(Stored dataset items)
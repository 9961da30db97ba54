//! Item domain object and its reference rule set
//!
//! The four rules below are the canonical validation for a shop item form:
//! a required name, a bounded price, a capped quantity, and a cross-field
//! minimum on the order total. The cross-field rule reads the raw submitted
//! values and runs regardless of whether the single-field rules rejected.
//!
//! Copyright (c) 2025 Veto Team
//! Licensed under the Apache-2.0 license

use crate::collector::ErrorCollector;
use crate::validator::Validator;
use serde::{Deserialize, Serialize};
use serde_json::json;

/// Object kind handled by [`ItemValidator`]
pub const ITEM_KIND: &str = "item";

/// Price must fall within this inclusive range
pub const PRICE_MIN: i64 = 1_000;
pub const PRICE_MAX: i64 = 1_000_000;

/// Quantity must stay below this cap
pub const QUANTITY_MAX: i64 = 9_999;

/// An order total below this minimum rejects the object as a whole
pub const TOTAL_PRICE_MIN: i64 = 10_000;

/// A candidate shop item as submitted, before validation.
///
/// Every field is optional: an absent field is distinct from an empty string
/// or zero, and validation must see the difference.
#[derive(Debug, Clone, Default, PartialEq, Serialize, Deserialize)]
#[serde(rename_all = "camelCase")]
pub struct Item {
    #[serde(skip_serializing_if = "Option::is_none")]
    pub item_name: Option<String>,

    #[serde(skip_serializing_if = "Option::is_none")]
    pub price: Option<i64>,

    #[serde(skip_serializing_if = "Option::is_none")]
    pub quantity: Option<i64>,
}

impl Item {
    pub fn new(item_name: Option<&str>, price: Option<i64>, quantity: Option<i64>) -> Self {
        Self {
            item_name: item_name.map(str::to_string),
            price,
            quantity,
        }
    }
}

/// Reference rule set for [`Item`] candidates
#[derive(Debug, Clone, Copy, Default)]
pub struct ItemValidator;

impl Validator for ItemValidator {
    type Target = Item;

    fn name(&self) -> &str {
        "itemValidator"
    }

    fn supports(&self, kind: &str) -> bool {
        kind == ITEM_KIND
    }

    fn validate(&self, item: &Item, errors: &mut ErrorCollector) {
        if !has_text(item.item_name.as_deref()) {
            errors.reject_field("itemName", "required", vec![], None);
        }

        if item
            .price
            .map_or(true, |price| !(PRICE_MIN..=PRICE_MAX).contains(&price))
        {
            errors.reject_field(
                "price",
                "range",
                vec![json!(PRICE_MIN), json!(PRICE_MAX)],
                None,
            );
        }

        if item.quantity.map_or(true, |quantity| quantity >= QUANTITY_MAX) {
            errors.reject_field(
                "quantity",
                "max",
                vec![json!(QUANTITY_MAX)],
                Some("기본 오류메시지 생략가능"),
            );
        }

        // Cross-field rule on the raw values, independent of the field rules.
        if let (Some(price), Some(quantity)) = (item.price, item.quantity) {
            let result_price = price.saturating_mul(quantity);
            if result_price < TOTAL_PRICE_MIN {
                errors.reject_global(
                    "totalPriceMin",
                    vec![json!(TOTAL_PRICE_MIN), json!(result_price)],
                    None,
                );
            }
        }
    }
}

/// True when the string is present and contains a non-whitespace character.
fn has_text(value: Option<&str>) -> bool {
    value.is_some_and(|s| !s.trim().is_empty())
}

...

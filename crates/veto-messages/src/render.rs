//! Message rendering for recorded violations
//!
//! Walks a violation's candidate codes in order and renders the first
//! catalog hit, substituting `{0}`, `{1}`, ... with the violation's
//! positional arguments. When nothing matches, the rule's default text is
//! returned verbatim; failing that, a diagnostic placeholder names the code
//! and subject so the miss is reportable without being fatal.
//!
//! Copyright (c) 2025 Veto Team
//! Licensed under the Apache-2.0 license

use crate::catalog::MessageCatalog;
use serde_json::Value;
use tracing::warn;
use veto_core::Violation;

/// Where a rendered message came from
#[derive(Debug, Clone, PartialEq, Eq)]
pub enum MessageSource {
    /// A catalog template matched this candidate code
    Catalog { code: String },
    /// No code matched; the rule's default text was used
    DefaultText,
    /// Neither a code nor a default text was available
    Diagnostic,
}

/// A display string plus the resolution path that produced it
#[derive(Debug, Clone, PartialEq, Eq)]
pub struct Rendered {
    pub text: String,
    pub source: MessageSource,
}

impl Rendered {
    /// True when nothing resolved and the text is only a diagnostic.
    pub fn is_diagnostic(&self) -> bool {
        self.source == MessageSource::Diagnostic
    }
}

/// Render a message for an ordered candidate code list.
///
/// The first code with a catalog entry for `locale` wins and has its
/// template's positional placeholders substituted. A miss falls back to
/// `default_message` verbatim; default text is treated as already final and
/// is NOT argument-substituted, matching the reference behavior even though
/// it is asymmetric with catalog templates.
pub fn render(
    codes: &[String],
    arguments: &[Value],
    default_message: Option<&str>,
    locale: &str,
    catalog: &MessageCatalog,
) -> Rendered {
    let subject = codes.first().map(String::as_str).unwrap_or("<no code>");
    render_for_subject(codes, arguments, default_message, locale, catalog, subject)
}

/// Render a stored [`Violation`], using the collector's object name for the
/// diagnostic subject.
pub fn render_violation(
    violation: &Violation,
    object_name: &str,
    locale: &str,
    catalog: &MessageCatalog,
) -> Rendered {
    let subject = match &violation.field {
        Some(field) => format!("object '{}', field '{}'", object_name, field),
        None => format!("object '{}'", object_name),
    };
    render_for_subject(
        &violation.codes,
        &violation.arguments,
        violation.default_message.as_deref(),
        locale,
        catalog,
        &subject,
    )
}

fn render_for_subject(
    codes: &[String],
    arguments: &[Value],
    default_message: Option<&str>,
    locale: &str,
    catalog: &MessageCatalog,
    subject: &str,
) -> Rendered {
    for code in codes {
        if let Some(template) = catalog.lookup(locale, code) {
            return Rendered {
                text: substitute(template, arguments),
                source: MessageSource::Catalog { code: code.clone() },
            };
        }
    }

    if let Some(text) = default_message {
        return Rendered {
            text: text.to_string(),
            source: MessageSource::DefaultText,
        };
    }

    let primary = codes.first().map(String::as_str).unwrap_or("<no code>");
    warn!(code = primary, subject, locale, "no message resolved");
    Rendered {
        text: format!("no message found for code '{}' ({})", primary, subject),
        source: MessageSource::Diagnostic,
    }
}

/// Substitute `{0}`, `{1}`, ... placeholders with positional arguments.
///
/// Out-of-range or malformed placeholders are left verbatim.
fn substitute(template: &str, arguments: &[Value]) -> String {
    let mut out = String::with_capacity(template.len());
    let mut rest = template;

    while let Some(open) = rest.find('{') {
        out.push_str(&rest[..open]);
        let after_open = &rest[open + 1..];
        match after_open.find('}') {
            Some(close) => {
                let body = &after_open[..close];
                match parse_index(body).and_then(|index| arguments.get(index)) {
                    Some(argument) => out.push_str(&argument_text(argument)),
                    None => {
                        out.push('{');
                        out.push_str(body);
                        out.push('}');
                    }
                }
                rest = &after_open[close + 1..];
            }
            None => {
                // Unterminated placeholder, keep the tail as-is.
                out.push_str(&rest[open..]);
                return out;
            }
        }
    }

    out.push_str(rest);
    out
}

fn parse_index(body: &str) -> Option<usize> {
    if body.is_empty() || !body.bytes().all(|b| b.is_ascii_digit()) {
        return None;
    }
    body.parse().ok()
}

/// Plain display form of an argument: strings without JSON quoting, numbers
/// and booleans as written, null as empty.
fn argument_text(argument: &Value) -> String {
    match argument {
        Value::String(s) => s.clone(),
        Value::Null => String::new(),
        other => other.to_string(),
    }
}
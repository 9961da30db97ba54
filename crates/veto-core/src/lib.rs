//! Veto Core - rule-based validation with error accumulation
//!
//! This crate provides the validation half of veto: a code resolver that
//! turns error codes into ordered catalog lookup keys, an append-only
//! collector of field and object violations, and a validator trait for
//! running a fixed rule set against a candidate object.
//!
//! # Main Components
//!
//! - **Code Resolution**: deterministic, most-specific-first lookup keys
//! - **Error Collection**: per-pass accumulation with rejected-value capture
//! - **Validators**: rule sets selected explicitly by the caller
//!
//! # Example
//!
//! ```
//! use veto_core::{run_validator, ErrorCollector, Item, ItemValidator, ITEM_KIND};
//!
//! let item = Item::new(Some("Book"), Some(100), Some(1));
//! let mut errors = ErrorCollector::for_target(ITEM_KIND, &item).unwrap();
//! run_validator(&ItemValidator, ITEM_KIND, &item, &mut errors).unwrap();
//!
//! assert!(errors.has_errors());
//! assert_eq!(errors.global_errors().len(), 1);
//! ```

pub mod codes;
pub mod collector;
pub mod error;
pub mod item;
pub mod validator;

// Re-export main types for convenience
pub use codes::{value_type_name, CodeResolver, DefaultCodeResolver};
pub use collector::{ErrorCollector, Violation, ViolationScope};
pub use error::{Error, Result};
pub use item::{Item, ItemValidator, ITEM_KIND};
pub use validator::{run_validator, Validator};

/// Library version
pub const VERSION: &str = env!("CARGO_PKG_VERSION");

• [Exercise]: From the entries above, return exactly the line containing "fn argument_text(argument: &Value)", the line containing "filename crates/veto-core/src/lib.rs", and all lines between, and nothing else.

• [Expected answer]:
fn argument_text(argument: &Value) -> String {
    match argument {
        Value::String(s) => s.clone(),
        Value::Null => String::new(),
        other => other.to_string(),
    }
}
repository 9961da30db97ba54
filename crates/veto-core/src/lib.rs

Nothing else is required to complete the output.